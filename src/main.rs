use clap::Parser;
use course_enroll::utils::error::ErrorSeverity;
use course_enroll::utils::{logger, validation::Validate};
use course_enroll::{
    enroll_batch, CatalogConfig, CliConfig, EnrollmentReport, EnrollmentService, MemoryStore,
    OfferingId,
};
use std::sync::Arc;

#[tokio::main]
async fn main() -> anyhow::Result<()> {
    let args = CliConfig::parse();

    logger::init_logger(args.log_format(), args.verbose)?;

    tracing::info!("📁 Loading catalog from: {}", args.config);
    let mut catalog = match CatalogConfig::from_file(&args.config) {
        Ok(catalog) => catalog,
        Err(e) => {
            eprintln!("❌ Failed to load catalog '{}': {}", args.config, e);
            eprintln!("💡 Make sure the file exists and is valid TOML format");
            std::process::exit(1);
        }
    };

    if let Some(concurrency) = args.concurrency {
        catalog.engine.batch_concurrency = concurrency;
        tracing::info!("🔧 Concurrency overridden to: {}", concurrency);
    }

    if let Err(e) = catalog.validate() {
        tracing::error!("❌ Catalog validation failed: {}", e);
        eprintln!("❌ {}", e);
        std::process::exit(1);
    }

    let requests = catalog.requests();
    if args.dry_run {
        tracing::info!("🔍 DRY RUN MODE - No enrollments will be made");
        println!(
            "Catalog: {} offerings, {} existing enrollments",
            catalog.offerings.len(),
            catalog.enrollments.len()
        );
        for request in &requests {
            println!(
                "  would enroll {} -> {}",
                request.student_id, request.offering_id
            );
        }
        return Ok(());
    }

    let store = MemoryStore::from_catalog(&catalog)?;
    let concurrency = catalog.engine.batch_concurrency;
    let service = Arc::new(EnrollmentService::new(store, catalog.engine.clone()));

    let report = enroll_batch(Arc::clone(&service), requests, concurrency).await;

    if args.json {
        println!("{}", serde_json::to_string_pretty(&report)?);
    } else {
        print_report(&report);
        for offering in &catalog.offerings {
            let roster = service
                .roster(&OfferingId::new(offering.id.clone()))
                .await?;
            println!(
                "  {:<16} {:>3}/{:<3}",
                offering.id,
                roster.len(),
                offering.capacity
            );
        }
    }

    // 依最嚴重的錯誤決定退出碼
    let exit_code = match report.worst_severity() {
        None | Some(ErrorSeverity::Low) => 0,
        Some(ErrorSeverity::Medium) | Some(ErrorSeverity::High) => 1,
        Some(ErrorSeverity::Critical) => 3,
    };
    if exit_code > 0 {
        std::process::exit(exit_code);
    }

    Ok(())
}

fn print_report(report: &EnrollmentReport) {
    println!("✅ Enrolled {}/{} requests", report.enrolled, report.total);
    for outcome in &report.outcomes {
        match (&outcome.enrollment_id, &outcome.message) {
            (Some(id), _) => println!(
                "  ✔ {} -> {} (#{})",
                outcome.student_id, outcome.offering_id, id
            ),
            (None, Some(message)) => println!(
                "  ✘ {} -> {}: {}",
                outcome.student_id, outcome.offering_id, message
            ),
            (None, None) => {}
        }
    }
    for (kind, count) in &report.rejected {
        println!("  {}: {}", kind, count);
    }
    println!("Rosters:");
}
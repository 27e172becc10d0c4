pub mod batch;
pub mod enrollment;
pub mod schedule;
pub mod transaction;

pub use crate::domain::model::{Enrollment, OfferingId, StudentId};
pub use crate::domain::ports::{EnrollmentGateway, TransactionManager};
pub use crate::utils::error::Result;
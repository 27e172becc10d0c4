use tracing_subscriber::{
    fmt, layer::SubscriberExt, util::SubscriberInitExt, util::TryInitError, EnvFilter, Layer,
};

/// Where log lines are headed: a terminal or a log collector.
#[derive(Debug, Clone, Copy, PartialEq, Eq, Default)]
pub enum LogFormat {
    #[default]
    Compact,
    Json,
}

impl LogFormat {
    pub fn from_flag(json_logs: bool) -> Self {
        if json_logs {
            LogFormat::Json
        } else {
            LogFormat::Compact
        }
    }
}

/// Directives used when `RUST_LOG` is unset. Verbose turns on the engine's
/// per-step debug lines while keeping dependencies at info.
pub fn default_directives(verbose: bool) -> &'static str {
    if verbose {
        "course_enroll=debug,info"
    } else {
        "course_enroll=info"
    }
}

fn build_filter(verbose: bool) -> EnvFilter {
    EnvFilter::try_from_default_env().unwrap_or_else(|_| EnvFilter::new(default_directives(verbose)))
}

/// Installs the global subscriber, writing to stderr so the report on
/// stdout stays machine-readable.
///
/// Fails if a subscriber is already installed.
pub fn init_logger(format: LogFormat, verbose: bool) -> Result<(), TryInitError> {
    let layer = match format {
        LogFormat::Compact => fmt::layer()
            .with_target(false)
            .with_thread_ids(verbose)
            .with_file(false)
            .with_line_number(false)
            .with_writer(std::io::stderr)
            .compact()
            .boxed(),
        LogFormat::Json => fmt::layer()
            .with_target(false)
            .with_writer(std::io::stderr)
            .json()
            .with_current_span(false)
            .boxed(),
    };

    tracing_subscriber::registry()
        .with(build_filter(verbose))
        .with(layer)
        .try_init()
}

#[cfg(test)]
mod tests {
    use super::*;

    #[test]
    fn test_format_from_flag() {
        assert_eq!(LogFormat::from_flag(true), LogFormat::Json);
        assert_eq!(LogFormat::from_flag(false), LogFormat::Compact);
        assert_eq!(LogFormat::default(), LogFormat::Compact);
    }

    #[test]
    fn test_default_directives_parse() {
        for verbose in [true, false] {
            assert!(EnvFilter::try_new(default_directives(verbose)).is_ok());
        }
        assert!(default_directives(true).contains("course_enroll=debug"));
    }

    #[test]
    fn test_second_init_is_rejected() {
        // 第一次可能因其他測試已安裝而失敗，第二次一定失敗
        init_logger(LogFormat::Compact, false).ok();
        assert!(init_logger(LogFormat::Json, false).is_err());
    }
}
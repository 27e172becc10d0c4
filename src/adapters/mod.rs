// Adapters layer: concrete implementations of the domain ports.

pub mod memory;
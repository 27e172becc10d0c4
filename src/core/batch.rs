use crate::core::enrollment::EnrollmentService;
use crate::domain::model::{OfferingId, StudentId};
use crate::domain::ports::EnrollmentGateway;
use crate::utils::error::{EnrollmentError, ErrorKind, ErrorSeverity};
use serde::Serialize;
use std::collections::BTreeMap;
use std::sync::Arc;
use tokio::sync::Semaphore;
use tokio::task::JoinSet;

#[derive(Debug, Clone, PartialEq, Eq, Serialize)]
pub struct EnrollmentRequest {
    pub student_id: StudentId,
    pub offering_id: OfferingId,
}

#[derive(Debug, Clone, Serialize)]
pub struct EnrollmentOutcome {
    pub student_id: StudentId,
    pub offering_id: OfferingId,
    pub enrollment_id: Option<u64>,
    pub error_kind: Option<ErrorKind>,
    pub message: Option<String>,
    #[serde(skip)]
    pub severity: Option<ErrorSeverity>,
}

impl EnrollmentOutcome {
    fn from_result(
        request: EnrollmentRequest,
        result: Result<crate::domain::model::Enrollment, EnrollmentError>,
    ) -> Self {
        let (enrollment_id, error) = match result {
            Ok(enrollment) => (Some(enrollment.id), None),
            Err(e) => (None, Some(e)),
        };
        Self {
            student_id: request.student_id,
            offering_id: request.offering_id,
            enrollment_id,
            error_kind: error.as_ref().map(EnrollmentError::kind),
            message: error.as_ref().map(ToString::to_string),
            severity: error.as_ref().map(EnrollmentError::severity),
        }
    }

    pub fn is_enrolled(&self) -> bool {
        self.enrollment_id.is_some()
    }
}

/// Summary of a batch run, in request order.
#[derive(Debug, Clone, Default, Serialize)]
pub struct EnrollmentReport {
    pub total: usize,
    pub enrolled: usize,
    pub rejected: BTreeMap<ErrorKind, usize>,
    pub outcomes: Vec<EnrollmentOutcome>,
}

impl EnrollmentReport {
    fn from_outcomes(outcomes: Vec<EnrollmentOutcome>) -> Self {
        let mut rejected = BTreeMap::new();
        for kind in outcomes.iter().filter_map(|o| o.error_kind) {
            *rejected.entry(kind).or_insert(0) += 1;
        }
        Self {
            total: outcomes.len(),
            enrolled: outcomes.iter().filter(|o| o.is_enrolled()).count(),
            rejected,
            outcomes,
        }
    }

    pub fn rejected_count(&self, kind: ErrorKind) -> usize {
        self.rejected.get(&kind).copied().unwrap_or(0)
    }

    pub fn worst_severity(&self) -> Option<ErrorSeverity> {
        self.outcomes.iter().filter_map(|o| o.severity).max()
    }
}

/// Runs every request on its own task, at most `concurrency` at a time.
///
/// Each request gets its own context derived from the engine's transaction
/// timeout, so one slow request cannot eat into another's deadline.
pub async fn enroll_batch<G>(
    service: Arc<EnrollmentService<G>>,
    requests: Vec<EnrollmentRequest>,
    concurrency: usize,
) -> EnrollmentReport
where
    G: EnrollmentGateway + 'static,
{
    let permits = Arc::new(Semaphore::new(concurrency.max(1)));
    let mut tasks = JoinSet::new();

    tracing::info!(
        "🚀 Running {} enrollment requests (concurrency {})",
        requests.len(),
        concurrency
    );

    for (index, request) in requests.iter().cloned().enumerate() {
        let service = Arc::clone(&service);
        let permits = Arc::clone(&permits);
        tasks.spawn(async move {
            let result = match permits.acquire_owned().await {
                Ok(_permit) => {
                    let ctx = service.context();
                    service
                        .enroll_student(&ctx, &request.student_id, &request.offering_id)
                        .await
                }
                Err(_) => Err(EnrollmentError::transaction("batch semaphore closed", None)),
            };
            (index, EnrollmentOutcome::from_result(request, result))
        });
    }

    let mut slots: Vec<Option<EnrollmentOutcome>> = vec![None; requests.len()];
    while let Some(joined) = tasks.join_next().await {
        match joined {
            Ok((index, outcome)) => slots[index] = Some(outcome),
            Err(e) => tracing::error!("Enrollment task failed: {}", e),
        }
    }

    // 任務 panic 時仍保留該請求的結果列
    let outcomes = slots
        .into_iter()
        .zip(requests)
        .map(|(slot, request)| {
            slot.unwrap_or_else(|| {
                EnrollmentOutcome::from_result(
                    request,
                    Err(EnrollmentError::transaction("enrollment task aborted", None)),
                )
            })
        })
        .collect();

    let report = EnrollmentReport::from_outcomes(outcomes);
    tracing::info!(
        "📊 Batch finished: {}/{} enrolled",
        report.enrolled,
        report.total
    );
    report
}
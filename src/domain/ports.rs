use crate::domain::model::{
    Enrollment, OfferingDetails, OfferingId, ScheduledEnrollment, StudentId,
};
use crate::utils::error::StoreError;
use async_trait::async_trait;

pub type StoreResult<T> = std::result::Result<T, StoreError>;

/// Opens and finishes units of work against the data store.
///
/// `Tx` is an opaque handle. Clones refer to the same transaction, so the
/// boundary can keep one clone for commit/rollback while the enclosed work
/// owns another. Dropping every clone without committing rolls back.
#[async_trait]
pub trait TransactionManager: Send + Sync {
    type Tx: Clone + Send + Sync + 'static;

    async fn begin(&self) -> StoreResult<Self::Tx>;
    async fn commit(&self, tx: Self::Tx) -> StoreResult<()>;
    async fn rollback(&self, tx: Self::Tx) -> StoreResult<()>;
}

/// Reads and writes needed by the enrollment pipeline.
///
/// Every operation takes the transaction it participates in; `None` runs the
/// statement on its own and commits immediately.
#[async_trait]
pub trait EnrollmentGateway: TransactionManager {
    async fn enrollment_exists(
        &self,
        tx: Option<&Self::Tx>,
        student_id: &StudentId,
        offering_id: &OfferingId,
    ) -> StoreResult<bool>;

    /// Fails with [`StoreError::NotFound`] when the offering (or its course)
    /// does not exist.
    async fn get_offering_with_course_details(
        &self,
        tx: Option<&Self::Tx>,
        offering_id: &OfferingId,
    ) -> StoreResult<OfferingDetails>;

    async fn count_active_enrollments(
        &self,
        tx: Option<&Self::Tx>,
        offering_id: &OfferingId,
    ) -> StoreResult<i64>;

    async fn list_student_enrollments_with_details(
        &self,
        tx: Option<&Self::Tx>,
        student_id: &StudentId,
    ) -> StoreResult<Vec<ScheduledEnrollment>>;

    /// Fails with [`StoreError::UniqueViolation`] if the pair already exists.
    async fn create_enrollment(
        &self,
        tx: Option<&Self::Tx>,
        student_id: &StudentId,
        offering_id: &OfferingId,
    ) -> StoreResult<Enrollment>;

    /// Row lock on the student (`SELECT ... FOR UPDATE`), held until the
    /// transaction ends. A no-op outside a transaction.
    async fn lock_student(&self, tx: Option<&Self::Tx>, student_id: &StudentId)
        -> StoreResult<()>;

    /// Row lock on the offering, held until the transaction ends. A no-op
    /// outside a transaction.
    async fn lock_offering(
        &self,
        tx: Option<&Self::Tx>,
        offering_id: &OfferingId,
    ) -> StoreResult<()>;

    async fn list_offering_roster(
        &self,
        tx: Option<&Self::Tx>,
        offering_id: &OfferingId,
    ) -> StoreResult<Vec<Enrollment>>;
}
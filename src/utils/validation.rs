use crate::utils::error::ConfigError;
use std::collections::HashSet;

type Result<T> = std::result::Result<T, ConfigError>;

pub trait Validate {
    fn validate(&self) -> Result<()>;
}

pub fn validate_positive_number<T>(field_name: &str, value: T, min_value: T) -> Result<()>
where
    T: PartialOrd + std::fmt::Display,
{
    if value < min_value {
        return Err(ConfigError::InvalidConfigValueError {
            field: field_name.to_string(),
            value: value.to_string(),
            reason: format!("Value must be at least {}", min_value),
        });
    }
    Ok(())
}

pub fn validate_non_empty_string(field_name: &str, value: &str) -> Result<()> {
    if value.trim().is_empty() {
        return Err(ConfigError::InvalidConfigValueError {
            field: field_name.to_string(),
            value: value.to_string(),
            reason: "Value cannot be empty or whitespace-only".to_string(),
        });
    }
    Ok(())
}

/// Every id must be non-empty and appear once.
pub fn validate_unique_ids<'a, I>(field_name: &str, ids: I) -> Result<()>
where
    I: IntoIterator<Item = &'a str>,
{
    let mut seen = HashSet::new();
    for id in ids {
        validate_non_empty_string(field_name, id)?;
        if !seen.insert(id) {
            return Err(ConfigError::InvalidConfigValueError {
                field: field_name.to_string(),
                value: id.to_string(),
                reason: "Duplicate identifier".to_string(),
            });
        }
    }
    Ok(())
}

pub fn validate_reference(field_name: &str, value: &str, known: &HashSet<&str>) -> Result<()> {
    if !known.contains(value) {
        return Err(ConfigError::InvalidConfigValueError {
            field: field_name.to_string(),
            value: value.to_string(),
            reason: "Unknown reference".to_string(),
        });
    }
    Ok(())
}

#[cfg(test)]
mod tests {
    use super::*;

    #[test]
    fn test_validate_positive_number() {
        assert!(validate_positive_number("batch_concurrency", 5, 1).is_ok());
        assert!(validate_positive_number("batch_concurrency", 0, 1).is_err());
    }

    #[test]
    fn test_validate_positive_number_keeps_wide_values() {
        // 超過 u32 的毫秒數不可被截斷成 0
        assert!(validate_positive_number("transaction_timeout_ms", 1u64 << 32, 1).is_ok());
        assert!(validate_positive_number("transaction_timeout_ms", u64::MAX, 1).is_ok());
        assert!(validate_positive_number("transaction_timeout_ms", 0u64, 1).is_err());
    }

    #[test]
    fn test_validate_non_empty_string() {
        assert!(validate_non_empty_string("student_id", "s-001").is_ok());
        assert!(validate_non_empty_string("student_id", "   ").is_err());
    }

    #[test]
    fn test_validate_unique_ids() {
        assert!(validate_unique_ids("offerings.id", ["A", "B"]).is_ok());
        assert!(validate_unique_ids("offerings.id", ["A", "A"]).is_err());
        assert!(validate_unique_ids("offerings.id", ["A", ""]).is_err());
    }

    #[test]
    fn test_validate_reference() {
        let known: HashSet<&str> = ["CS101"].into_iter().collect();
        assert!(validate_reference("offerings.course", "CS101", &known).is_ok());
        assert!(validate_reference("offerings.course", "CS999", &known).is_err());
    }
}
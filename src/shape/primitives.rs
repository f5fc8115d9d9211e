//! Line, circle, sphere and Bézier shapes.

use std::f64::consts::{PI, TAU};

use crate::core::vec3::Vec3;
use crate::error::{EffectError, Result};
use crate::shape::PointGenerator;

/// Evenly spaced points from `start` to `end`, both endpoints included.
#[derive(Clone, Copy, Debug, PartialEq)]
pub struct Line {
    start: Vec3,
    end: Vec3,
    samples: u32,
}

impl Line {
    /// `samples` segments, so `samples + 1` points.
    pub fn new(start: Vec3, end: Vec3, samples: u32) -> Result<Self> {
        if samples == 0 {
            return Err(EffectError::invalid("line needs at least one segment"));
        }
        Ok(Self { start, end, samples })
    }
}

impl PointGenerator for Line {
    fn points(&self, _progress: f64, _seed: i64) -> Vec<Vec3> {
        (0..=self.samples)
            .map(|i| self.start.lerp(self.end, i as f64 / self.samples as f64))
            .collect()
    }
}

/// Ring in the XZ plane with `samples` points, no duplicate at the seam.
#[derive(Clone, Copy, Debug, PartialEq)]
pub struct Circle {
    radius: f64,
    samples: u32,
}

impl Circle {
    /// Create a circle.
    pub fn new(radius: f64, samples: u32) -> Result<Self> {
        if samples == 0 {
            return Err(EffectError::invalid("circle needs at least one sample"));
        }
        Ok(Self { radius, samples })
    }
}

impl PointGenerator for Circle {
    fn points(&self, _progress: f64, _seed: i64) -> Vec<Vec3> {
        (0..self.samples)
            .map(|i| {
                let a = TAU * i as f64 / self.samples as f64;
                Vec3::new(self.radius * a.cos(), 0.0, self.radius * a.sin())
            })
            .collect()
    }
}

/// Latitude rings of a sphere, poles excluded.
#[derive(Clone, Copy, Debug, PartialEq)]
pub struct Sphere {
    radius: f64,
    rings: u32,
    segments: u32,
}

impl Sphere {
    /// `(rings - 1) * segments` points.
    pub fn new(radius: f64, rings: u32, segments: u32) -> Result<Self> {
        if rings < 2 || segments == 0 {
            return Err(EffectError::invalid("sphere needs rings >= 2 and segments >= 1"));
        }
        Ok(Self { radius, rings, segments })
    }
}

impl PointGenerator for Sphere {
    fn points(&self, _progress: f64, _seed: i64) -> Vec<Vec3> {
        let mut out = Vec::with_capacity(((self.rings - 1) * self.segments) as usize);
        for r in 1..self.rings {
            let phi = PI * r as f64 / self.rings as f64;
            let y = self.radius * phi.cos();
            let ring_r = self.radius * phi.sin();
            for s in 0..self.segments {
                let a = TAU * s as f64 / self.segments as f64;
                out.push(Vec3::new(ring_r * a.cos(), y, ring_r * a.sin()));
            }
        }
        out
    }
}

/// Bézier curve of any degree, sampled with de Casteljau.
#[derive(Clone, Debug, PartialEq)]
pub struct Bezier {
    control: Vec<Vec3>,
    samples: u32,
}

impl Bezier {
    /// Fails on an empty control list or zero samples.
    pub fn new(control: Vec<Vec3>, samples: u32) -> Result<Self> {
        if control.is_empty() {
            return Err(EffectError::invalid("at least one control point is required"));
        }
        if samples == 0 {
            return Err(EffectError::invalid("bezier needs at least one segment"));
        }
        Ok(Self { control, samples })
    }

    /// Curve point at parameter `t`.
    pub fn eval(&self, t: f64) -> Vec3 {
        de_casteljau(&self.control, t)
    }
}

impl PointGenerator for Bezier {
    fn points(&self, _progress: f64, _seed: i64) -> Vec<Vec3> {
        (0..=self.samples)
            .map(|i| self.eval(i as f64 / self.samples as f64))
            .collect()
    }
}

fn de_casteljau(ctrl: &[Vec3], t: f64) -> Vec3 {
    let mut current = ctrl.to_vec();
    while current.len() > 1 {
        current = current.windows(2).map(|w| w[0].lerp(w[1], t)).collect();
    }
    current[0]
}

#[cfg(test)]
mod tests {
    use super::*;

    #[test]
    fn test_line_endpoints() {
        let line = Line::new(Vec3::ZERO, Vec3::new(4.0, 0.0, 0.0), 4).unwrap();
        let pts = line.points(0.0, 0);
        assert_eq!(pts.len(), 5);
        assert_eq!(pts[0], Vec3::ZERO);
        assert_eq!(pts[4], Vec3::new(4.0, 0.0, 0.0));
        assert_eq!(pts[1], Vec3::new(1.0, 0.0, 0.0));
    }

    #[test]
    fn test_circle_count_and_radius() {
        let circle = Circle::new(2.0, 96).unwrap();
        let pts = circle.points(0.5, 1);
        assert_eq!(pts.len(), 96);
        for p in pts {
            assert!((p.length() - 2.0).abs() < 1e-9);
            assert_eq!(p.y, 0.0);
        }
    }

    #[test]
    fn test_sphere_count() {
        let sphere = Sphere::new(1.0, 4, 8).unwrap();
        let pts = sphere.points(0.0, 0);
        assert_eq!(pts.len(), 3 * 8);
        for p in pts {
            assert!((p.length() - 1.0).abs() < 1e-9);
        }
        assert!(Sphere::new(1.0, 1, 8).is_err());
    }

    #[test]
    fn test_bezier_empty_rejected() {
        let err = Bezier::new(Vec::new(), 10).unwrap_err();
        assert!(matches!(err, EffectError::InvalidArgument(_)));
    }

    #[test]
    fn test_bezier_single_point() {
        let p = Vec3::new(1.0, 2.0, 3.0);
        let curve = Bezier::new(vec![p], 3).unwrap();
        assert!(curve.points(0.0, 0).iter().all(|q| *q == p));
    }

    #[test]
    fn test_bezier_quadratic_midpoint() {
        let curve = Bezier::new(
            vec![Vec3::ZERO, Vec3::new(1.0, 2.0, 0.0), Vec3::new(2.0, 0.0, 0.0)],
            2,
        )
        .unwrap();
        let pts = curve.points(0.0, 0);
        assert_eq!(pts.len(), 3);
        assert_eq!(pts[0], Vec3::ZERO);
        assert_eq!(pts[2], Vec3::new(2.0, 0.0, 0.0));
        assert!(pts[1].distance(Vec3::new(1.0, 1.0, 0.0)) < 1e-12);
    }

    #[test]
    fn test_shapes_are_deterministic() {
        let circle = Circle::new(1.5, 32).unwrap();
        assert_eq!(circle.points(0.3, 9), circle.points(0.3, 9));
    }
}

:::::

Only a number is wanted: how many lines above include "MemoryStore"?

| Answer section |
2